Well, I'm without a computer again. :( My computer died on me a couple of months ago and I got a new one a few weeks ago and now that one's died on me. I don't have the time or energy to research and go buy a new one right now, so I guess it'll have to wait until I get home from my trip. Ugh. I really DO want to tell you about my experience in the delivery room and show you pictures, but it'll have to wait.
Oh, I have an appointment with the surgeon on May 2. When I booked the appointment she said it'll be about 20 minutes and then after that she'll book me for the surgery once I get back from my trip. When she said that, my stomach did a little flip. I've never had surgery before. Heck, I've never even been in the hospital overnight ... I've only been to emergency twice in my life and from about the age of 12 - 30 I didn't even HAVE a doctor because there were no visits needed. So this whole thing is a bit new to me. And I'll be honest with you ... when I drove into emergency a couple of weeks ago, I was wondering what the possibility would be of them cutting me open right then and there and it made me sad that I was alone. I wanted someone there to hold my hand. I always feel like I'm pretty independant and content being single, but this was one of those weak moments where I wish I wouldn't have been alone.
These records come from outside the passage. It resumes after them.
//! The `Table` abstraction every view, filter and diff works through.
//!
//! A table is an ordered set of columns plus a row count. Derived tables
//! (produced by filters) hold an `Rc` to their source and narrow, reorder or
//! group its rows, so a source can never be dropped while a derived table
//! still reads through it.
//!
//! # Tree shape
//!
//! Grouped tables contain nested rows. Rows are stored in pre-order: a header
//! row is followed by its `subtree_len` descendants. `row_count` counts every
//! row of this data model, including rows hidden under collapsed headers; use
//! [`Table::next_visible_row`] to walk what a renderer would show.

use super::column::{Column, ColumnInfo, ValueFormatter};
use super::link::RowLink;
use super::ordering::SortLevel;
use super::value::Value;
use std::fmt;
use std::ops::Range;
use std::rc::Rc;
use std::sync::atomic::{AtomicU64, Ordering};

/// Shared handle to a table.
pub type TableRef = Rc<dyn Table>;

/// Identity of a base table's data. Derived tables report their source's uid.
#[derive(Debug, Clone, Copy, PartialEq, Eq, Hash, PartialOrd, Ord)]
pub struct TableUid(u64);

impl TableUid {
    /// Allocate a fresh, process-unique uid.
    pub fn next() -> Self {
        static NEXT: AtomicU64 = AtomicU64::new(1);
        Self(NEXT.fetch_add(1, Ordering::Relaxed))
    }

    /// Raw value.
    pub fn get(&self) -> u64 {
        self.0
    }
}

/// Expand state of one cell, as seen by a renderer.
#[derive(Debug, Clone, Copy, PartialEq, Eq, Default)]
pub struct CellExpandState {
    /// The column can hold expand controls in some row.
    pub is_column_expandable: bool,
    /// This cell has nested rows.
    pub is_expandable: bool,
    /// The nested rows are currently visible.
    pub is_expanded: bool,
    /// Nesting depth of the row; drives indentation.
    pub expand_depth: u16,
}

/// Read-only tabular data with optional tree shape.
pub trait Table: fmt::Debug {
    /// Uid of the base data this table reads.
    fn origin(&self) -> TableUid;

    /// Table name.
    fn name(&self) -> &str;

    /// Column metadata, in display order.
    fn columns(&self) -> &[ColumnInfo];

    /// Total number of rows in the data model.
    fn row_count(&self) -> usize;

    /// Raw value of a cell. Out-of-range arguments are a programmer error.
    fn cell(&self, row: usize, col: usize) -> Value;

    /// Suggested initial ordering supplied by the table's schema.
    fn default_sort(&self) -> &[SortLevel] {
        &[]
    }

    /// Stable handle to `row`, usable after the table was rebuilt.
    fn link_to(&self, row: usize) -> Option<RowLink>;

    /// Position of the row identified by `link`, `None` if it is not present.
    fn find_link(&self, link: &RowLink) -> Option<usize>;

    /// Whether any row may have nested rows.
    fn is_tree(&self) -> bool {
        false
    }

    /// Nesting depth of `row` (0 for top-level rows).
    fn depth(&self, _row: usize) -> u16 {
        0
    }

    /// Number of rows nested below `row`, at any depth.
    fn subtree_len(&self, _row: usize) -> usize {
        0
    }

    /// Whether the nested rows of `row` are visible.
    fn is_expanded(&self, _row: usize) -> bool {
        false
    }

    /// Whether `col` can hold expand controls.
    fn is_column_expandable(&self, _col: usize) -> bool {
        false
    }

    /// Column holding the expand control of header row `row`.
    fn expand_column(&self, _row: usize) -> Option<usize> {
        None
    }

    /// Expand or collapse the cell at (`row`, `col`).
    ///
    /// Returns `None` if the cell is not expandable, otherwise the contiguous
    /// row range whose visibility may have changed (empty if the state was
    /// already `expand`).
    fn expand_cell(&self, _row: usize, _col: usize, _expand: bool) -> Option<Range<usize>> {
        None
    }

    /// Number of columns.
    fn column_count(&self) -> usize {
        self.columns().len()
    }

    /// Position of the column named `name` (case-sensitive).
    fn column_index(&self, name: &str) -> Option<usize> {
        self.columns().iter().position(|c| c.name() == name)
    }

    /// Expand state of one cell.
    fn cell_expand_state(&self, row: usize, col: usize) -> CellExpandState {
        let is_expandable = self.subtree_len(row) > 0 && self.expand_column(row) == Some(col);
        CellExpandState {
            is_column_expandable: self.is_column_expandable(col),
            is_expandable,
            is_expanded: is_expandable && self.is_expanded(row),
            expand_depth: self.depth(row),
        }
    }

    /// Formatted value of a cell.
    fn row_value_string(&self, row: usize, col: usize, formatter: &dyn ValueFormatter) -> String {
        formatter.format(&self.columns()[col], &self.cell(row, col))
    }

    /// Next visible row after the visible row `row`; `>= row_count()` at the end.
    ///
    /// Skips the whole subtree of a collapsed row in one step.
    fn next_visible_row(&self, row: usize) -> usize {
        if self.is_expanded(row) {
            row + 1
        } else {
            row + 1 + self.subtree_len(row)
        }
    }

    /// Closest row above `row` with a smaller depth.
    fn parent_row(&self, row: usize) -> Option<usize> {
        let depth = self.depth(row);
        if depth == 0 {
            return None;
        }
        (0..row).rev().find(|&r| self.depth(r) < depth)
    }

    /// Whether every ancestor of `row` is expanded.
    fn is_row_visible(&self, row: usize) -> bool {
        let mut current = row;
        while let Some(parent) = self.parent_row(current) {
            if !self.is_expanded(parent) {
                return false;
            }
            current = parent;
        }
        row < self.row_count()
    }

    /// Closest visible row among `row` and its ancestors.
    fn visible_ancestor(&self, row: usize) -> usize {
        let mut candidate = row;
        let mut current = row;
        while let Some(parent) = self.parent_row(current) {
            if !self.is_expanded(parent) {
                candidate = parent;
            }
            current = parent;
        }
        candidate
    }

    /// Number of rows directly nested under `row`.
    fn direct_child_count(&self, row: usize) -> usize {
        let end = row + 1 + self.subtree_len(row);
        let mut count = 0;
        let mut r = row + 1;
        while r < end {
            count += 1;
            r += 1 + self.subtree_len(r);
        }
        count
    }

    /// Number of rows a renderer would currently show.
    fn visible_row_count(&self) -> usize {
        let mut count = 0;
        let mut r = 0;
        while r < self.row_count() {
            count += 1;
            r = self.next_visible_row(r);
        }
        count
    }
}

impl dyn Table + '_ {
    /// Column at `index`, `None` if out of range.
    pub fn column_by_index(&self, index: usize) -> Option<Column<'_>> {
        (index < self.column_count()).then(|| Column::new(self, index))
    }

    /// Column named `name`, `None` if absent. Callers treat `None` as
    /// "feature unavailable".
    pub fn column_by_name(&self, name: &str) -> Option<Column<'_>> {
        self.column_index(name).map(|index| Column::new(self, index))
    }

    /// First column with the `Size` role.
    pub fn size_column(&self) -> Option<Column<'_>> {
        (0..self.column_count())
            .map(|index| Column::new(self, index))
            .find(|c| c.is_size())
    }
}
Yes, I could've called someone, but one thing about being single is that you (obviously) don't have the spouse there to see that you need to go to the hospital and just jump in the car and drive you there, so you have to make the effort to call someone and you really don't want to bother people. Plus, I really didn't think they were actually going to cut me open that night, so I knew I could handle it alone. I had phoned my parents while I was waiting in emergency and when I called them back to tell them what had happened, I told my Mom about wishing I had someone with me, and she said that her and Dad had thought about that but were worried about my car all alone in the parking lot all night! haha! That cracked me up. :)
Anyway, I've actually been feeling pretty good the last week, so I'm sure it'll all be good while I'm gone. I've alerted my insurance company that I've got this pre-existing condition so that if something does happen while I'm gone that I'll still be covered. One day at a time, right?